I think my algorithmic approach could work. But I haven't really worked it out. In any case, Haskell (or possibly better yet, Tcl or Lisp) is probably a good match. These languages already allow you to run data as code and treat code like data easily. Actually, now that I think about it, I'm not sure Haskell does that. What is that property even called?

Tuesday, May 5, 2009

Potpourri

  • Continuing an Obsolete Technology theme from my last entry, I got a mechanical alarm clock at the flea market. All the parts worked, but it lost 5-10 minutes over a 12 hour period, at which point it would stop.

    I got a couple old-timey clock repair books at the library for tips on what to clean and/or adjust. Now it actually gains 2-3 minutes in 24 hours, but I recentered the little adjusty lever, so I should be able to make it keep good time. Unfortunately it still alarms 10 minutes before the set time. Also, it sounds like a fire alarm, which is maybe not the ideal thing to wake up only a single person at 5:30 am.

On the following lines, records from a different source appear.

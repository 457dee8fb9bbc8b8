//! Last-resort field extraction from plain prose.

use std::sync::LazyLock;

use regex::Regex;
use serde_json::Value;

use super::RawFieldMap;
use crate::analysis::patterns::BOND_CODE;

static TRADE_SIDE: LazyLock<Regex> =
    LazyLock::new(|| Regex::new("买入|卖出").expect("trade side pattern is valid"));

/// Optional `*` marker, number, required 万/亿 unit.
static AMOUNT: LazyLock<Regex> = LazyLock::new(|| {
    Regex::new(r"(\*?)(\d+(?:\.\d+)?(?:万|亿))").expect("amount pattern is valid")
});

/// Optional `*` marker, number, required percent sign.
static RATE: LazyLock<Regex> =
    LazyLock::new(|| Regex::new(r"(\*?)(\d+(?:\.\d+)?%)").expect("rate pattern is valid"));

/// Keywords in prose that put both amount and rate under review.
const PROSE_NEGOTIABLE: &[&str] = &["可议价", "价格可议"];

/// Side placeholder when the prose names no direction.
pub const UNKNOWN_SIDE: &str = "未知";

/// Pull individual fields out of prose. `None` unless a bond code is present.
///
/// Amount and rate are stored as their raw tokens (e.g. `"1000万"`,
/// `"3.5%"`) and expanded later by the normalizer.
pub fn extract_fields(text: &str) -> Option<RawFieldMap> {
    let code = BOND_CODE.find(text)?.as_str().to_owned();
    let negotiable = PROSE_NEGOTIABLE.iter().any(|k| text.contains(k));

    let mut fields = RawFieldMap::new();
    fields.insert("assetCode".to_owned(), Value::String(code.clone()));
    fields.insert("assetName".to_owned(), Value::String(code));

    let side = TRADE_SIDE.find(text).map_or(UNKNOWN_SIDE, |m| m.as_str());
    fields.insert("trdSide".to_owned(), Value::String(side.to_owned()));

    let (amount, amount_marked) = marked_token(&AMOUNT, text);
    if let Some(amount) = amount {
        fields.insert("amount".to_owned(), Value::String(amount));
    }
    let (rate, rate_marked) = marked_token(&RATE, text);
    if let Some(rate) = rate {
        fields.insert("rate".to_owned(), Value::String(rate));
    }

    fields.insert(
        "amountReqFlag".to_owned(),
        Value::Bool(amount_marked || negotiable),
    );
    fields.insert(
        "rateReqFlag".to_owned(),
        Value::Bool(rate_marked || negotiable),
    );
    fields.insert("fundName".to_owned(), Value::Array(Vec::new()));

    Some(fields)
}

/// First match of `pattern`: the value token and whether a `*` preceded it.
fn marked_token(pattern: &Regex, text: &str) -> (Option<String>, bool) {
    match pattern.captures(text) {
        Some(caps) => {
            let marked = caps.get(1).is_some_and(|m| !m.as_str().is_empty());
            (caps.get(2).map(|m| m.as_str().to_owned()), marked)
        }
        None => (None, false),
    }
}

  • Could have used this site years ago. Or is there a way to put MathML on Blogger now? If not, I guess I should learn LaTeX.

    x=\frac{-b\pm\sqrt{b^2-4ac}}{2a}

  • While looking forward to LogiComix, I came across Uncle Petros and the Goldbach Conjecture. Fun, short read. I already knew about the Goldbach Conjecture, but the book gave me an idea for a possible disproof that probably doesn't work. First, the Conjecture: All even numbers > 2 can be expressed as the sum of two primes. One way to disprove this would be to find a number n such that no numbers from n to 2n are prime. There is already a theorem that proves that you can construct a "prime gap" of any size, so one of length n is no problem. The reason this doesn't quite work is that you also have to specify that the gap starts at n. Oh wait, it's even worse than that. There's a prime between n and 2n for all n. Pffff.
  • You know what would be a killer app? Online WINE/Crossover. I could upload a Windows/OSX app and install it on a virtual machine and then interact with it via a generated Flash interface. I guess the only really hard part of this is the "generated Flash interface". Kind of like those programs that let me display on another computer (like X-Windows, but for all OSes) where the "another computer" is "a Flash app".